Work instructions - Retype, word for word, every line from the one holding "a provider sync" through the one holding "pub async fn health_check(pool: &PgPool)" in the entries below, both included, and only those lines.

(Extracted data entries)
-- Opening Marker --

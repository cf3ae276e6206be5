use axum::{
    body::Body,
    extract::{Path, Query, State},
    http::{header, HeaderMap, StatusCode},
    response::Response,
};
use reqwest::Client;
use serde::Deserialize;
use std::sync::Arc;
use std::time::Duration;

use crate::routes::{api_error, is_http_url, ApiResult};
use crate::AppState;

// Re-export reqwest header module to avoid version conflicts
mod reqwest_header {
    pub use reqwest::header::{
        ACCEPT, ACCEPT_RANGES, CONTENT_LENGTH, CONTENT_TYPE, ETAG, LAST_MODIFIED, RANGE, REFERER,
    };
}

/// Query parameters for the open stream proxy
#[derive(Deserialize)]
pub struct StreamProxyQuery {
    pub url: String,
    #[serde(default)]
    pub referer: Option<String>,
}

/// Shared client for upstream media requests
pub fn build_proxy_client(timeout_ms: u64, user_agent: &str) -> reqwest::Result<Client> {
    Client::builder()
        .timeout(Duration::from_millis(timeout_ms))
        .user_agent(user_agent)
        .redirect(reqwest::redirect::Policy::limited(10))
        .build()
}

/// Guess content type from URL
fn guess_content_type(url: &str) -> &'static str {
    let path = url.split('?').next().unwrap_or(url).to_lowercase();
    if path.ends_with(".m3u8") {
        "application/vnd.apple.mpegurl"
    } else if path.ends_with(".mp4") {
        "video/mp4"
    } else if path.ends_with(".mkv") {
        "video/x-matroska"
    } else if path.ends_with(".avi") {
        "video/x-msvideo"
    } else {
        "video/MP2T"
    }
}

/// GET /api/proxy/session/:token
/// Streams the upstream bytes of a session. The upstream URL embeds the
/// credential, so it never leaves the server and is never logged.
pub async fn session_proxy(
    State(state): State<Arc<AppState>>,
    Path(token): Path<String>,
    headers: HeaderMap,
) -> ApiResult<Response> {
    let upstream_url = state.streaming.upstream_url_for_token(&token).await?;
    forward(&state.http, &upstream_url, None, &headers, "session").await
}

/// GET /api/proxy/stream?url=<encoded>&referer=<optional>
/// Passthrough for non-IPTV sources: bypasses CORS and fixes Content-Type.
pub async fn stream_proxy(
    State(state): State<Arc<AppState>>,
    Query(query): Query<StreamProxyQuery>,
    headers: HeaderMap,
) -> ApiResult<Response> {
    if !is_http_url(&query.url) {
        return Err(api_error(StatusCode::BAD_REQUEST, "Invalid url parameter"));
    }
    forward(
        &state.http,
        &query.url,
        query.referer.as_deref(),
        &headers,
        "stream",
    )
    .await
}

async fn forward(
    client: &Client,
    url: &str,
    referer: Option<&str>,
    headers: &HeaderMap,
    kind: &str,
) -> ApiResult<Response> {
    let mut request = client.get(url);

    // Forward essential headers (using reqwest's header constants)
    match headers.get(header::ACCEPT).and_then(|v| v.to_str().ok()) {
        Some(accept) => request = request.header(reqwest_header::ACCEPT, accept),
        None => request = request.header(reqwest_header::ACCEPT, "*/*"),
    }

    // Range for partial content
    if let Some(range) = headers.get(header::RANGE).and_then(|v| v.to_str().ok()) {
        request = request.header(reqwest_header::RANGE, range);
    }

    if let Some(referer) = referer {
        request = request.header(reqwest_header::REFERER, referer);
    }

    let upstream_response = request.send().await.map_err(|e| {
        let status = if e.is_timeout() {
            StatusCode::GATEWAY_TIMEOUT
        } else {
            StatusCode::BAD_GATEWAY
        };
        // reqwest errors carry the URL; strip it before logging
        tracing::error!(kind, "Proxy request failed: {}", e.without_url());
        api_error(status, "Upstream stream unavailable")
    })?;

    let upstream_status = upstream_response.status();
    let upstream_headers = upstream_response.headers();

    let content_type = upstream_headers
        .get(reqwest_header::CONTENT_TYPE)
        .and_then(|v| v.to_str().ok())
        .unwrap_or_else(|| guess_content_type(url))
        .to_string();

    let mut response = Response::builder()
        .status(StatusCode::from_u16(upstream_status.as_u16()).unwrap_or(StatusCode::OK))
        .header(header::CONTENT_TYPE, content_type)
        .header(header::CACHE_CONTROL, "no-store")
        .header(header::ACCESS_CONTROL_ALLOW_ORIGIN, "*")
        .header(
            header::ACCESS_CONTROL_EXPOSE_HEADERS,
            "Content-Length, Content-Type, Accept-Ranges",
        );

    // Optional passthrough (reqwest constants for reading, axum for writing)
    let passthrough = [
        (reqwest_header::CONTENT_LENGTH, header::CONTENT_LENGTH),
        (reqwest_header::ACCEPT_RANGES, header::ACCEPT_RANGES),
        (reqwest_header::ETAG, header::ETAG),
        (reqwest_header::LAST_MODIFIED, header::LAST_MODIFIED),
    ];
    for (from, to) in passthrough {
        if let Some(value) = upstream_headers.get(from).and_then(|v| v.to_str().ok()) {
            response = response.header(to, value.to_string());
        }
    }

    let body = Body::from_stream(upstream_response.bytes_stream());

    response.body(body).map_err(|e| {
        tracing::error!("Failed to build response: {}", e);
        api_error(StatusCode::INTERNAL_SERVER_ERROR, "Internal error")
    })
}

-- Closing Marker --
-- Opening Marker --

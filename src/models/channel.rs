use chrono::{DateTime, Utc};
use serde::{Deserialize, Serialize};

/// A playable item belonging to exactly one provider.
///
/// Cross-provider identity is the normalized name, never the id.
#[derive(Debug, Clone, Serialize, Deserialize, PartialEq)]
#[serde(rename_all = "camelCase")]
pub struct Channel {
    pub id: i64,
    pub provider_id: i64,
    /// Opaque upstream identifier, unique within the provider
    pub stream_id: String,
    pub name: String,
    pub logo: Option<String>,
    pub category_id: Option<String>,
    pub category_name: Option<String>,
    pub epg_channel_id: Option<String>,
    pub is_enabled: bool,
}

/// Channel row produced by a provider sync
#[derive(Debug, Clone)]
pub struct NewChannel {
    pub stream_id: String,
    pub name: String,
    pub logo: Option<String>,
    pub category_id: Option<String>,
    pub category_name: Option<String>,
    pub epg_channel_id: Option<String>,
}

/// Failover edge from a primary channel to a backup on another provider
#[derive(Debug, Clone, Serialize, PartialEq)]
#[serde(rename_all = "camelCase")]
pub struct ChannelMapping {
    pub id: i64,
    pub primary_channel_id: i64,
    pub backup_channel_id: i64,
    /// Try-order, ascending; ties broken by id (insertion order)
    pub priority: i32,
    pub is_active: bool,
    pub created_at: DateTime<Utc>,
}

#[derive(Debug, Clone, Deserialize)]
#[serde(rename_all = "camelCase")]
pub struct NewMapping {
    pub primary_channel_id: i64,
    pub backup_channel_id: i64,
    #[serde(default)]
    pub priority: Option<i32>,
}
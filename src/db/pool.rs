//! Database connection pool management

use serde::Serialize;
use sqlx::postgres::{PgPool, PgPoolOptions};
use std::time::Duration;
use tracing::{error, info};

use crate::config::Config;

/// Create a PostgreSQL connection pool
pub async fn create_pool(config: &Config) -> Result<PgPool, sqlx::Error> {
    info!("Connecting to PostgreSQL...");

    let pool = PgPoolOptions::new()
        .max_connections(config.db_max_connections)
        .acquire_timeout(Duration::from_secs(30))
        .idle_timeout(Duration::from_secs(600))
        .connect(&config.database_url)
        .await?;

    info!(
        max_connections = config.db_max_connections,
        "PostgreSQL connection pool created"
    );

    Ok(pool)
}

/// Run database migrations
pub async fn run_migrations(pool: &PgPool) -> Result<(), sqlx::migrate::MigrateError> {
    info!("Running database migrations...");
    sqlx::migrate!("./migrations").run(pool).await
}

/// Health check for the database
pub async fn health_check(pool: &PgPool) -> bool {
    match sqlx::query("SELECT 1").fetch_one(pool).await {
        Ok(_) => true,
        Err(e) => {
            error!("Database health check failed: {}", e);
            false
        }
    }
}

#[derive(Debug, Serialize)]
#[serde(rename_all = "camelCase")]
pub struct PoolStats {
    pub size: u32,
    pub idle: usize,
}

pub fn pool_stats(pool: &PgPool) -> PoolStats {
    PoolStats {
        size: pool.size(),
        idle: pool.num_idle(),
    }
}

-- Closing Marker --

Solution -
/// Channel row produced by a provider sync
#[derive(Debug, Clone)]
pub struct NewChannel {
    pub stream_id: String,
    pub name: String,
    pub logo: Option<String>,
    pub category_id: Option<String>,
    pub category_name: Option<String>,
    pub epg_channel_id: Option<String>,
}

/// Failover edge from a primary channel to a backup on another provider
#[derive(Debug, Clone, Serialize, PartialEq)]
#[serde(rename_all = "camelCase")]
pub struct ChannelMapping {
    pub id: i64,
    pub primary_channel_id: i64,
    pub backup_channel_id: i64,
    /// Try-order, ascending; ties broken by id (insertion order)
    pub priority: i32,
    pub is_active: bool,
    pub created_at: DateTime<Utc>,
}

#[derive(Debug, Clone, Deserialize)]
#[serde(rename_all = "camelCase")]
pub struct NewMapping {
    pub primary_channel_id: i64,
    pub backup_channel_id: i64,
    #[serde(default)]
    pub priority: Option<i32>,
}
filename src/db/pool.rs
//! Database connection pool management

use serde::Serialize;
use sqlx::postgres::{PgPool, PgPoolOptions};
use std::time::Duration;
use tracing::{error, info};

use crate::config::Config;

/// Create a PostgreSQL connection pool
pub async fn create_pool(config: &Config) -> Result<PgPool, sqlx::Error> {
    info!("Connecting to PostgreSQL...");

    let pool = PgPoolOptions::new()
        .max_connections(config.db_max_connections)
        .acquire_timeout(Duration::from_secs(30))
        .idle_timeout(Duration::from_secs(600))
        .connect(&config.database_url)
        .await?;

    info!(
        max_connections = config.db_max_connections,
        "PostgreSQL connection pool created"
    );

    Ok(pool)
}

/// Run database migrations
pub async fn run_migrations(pool: &PgPool) -> Result<(), sqlx::migrate::MigrateError> {
    info!("Running database migrations...");
    sqlx::migrate!("./migrations").run(pool).await
}

/// Health check for the database
pub async fn health_check(pool: &PgPool) -> bool {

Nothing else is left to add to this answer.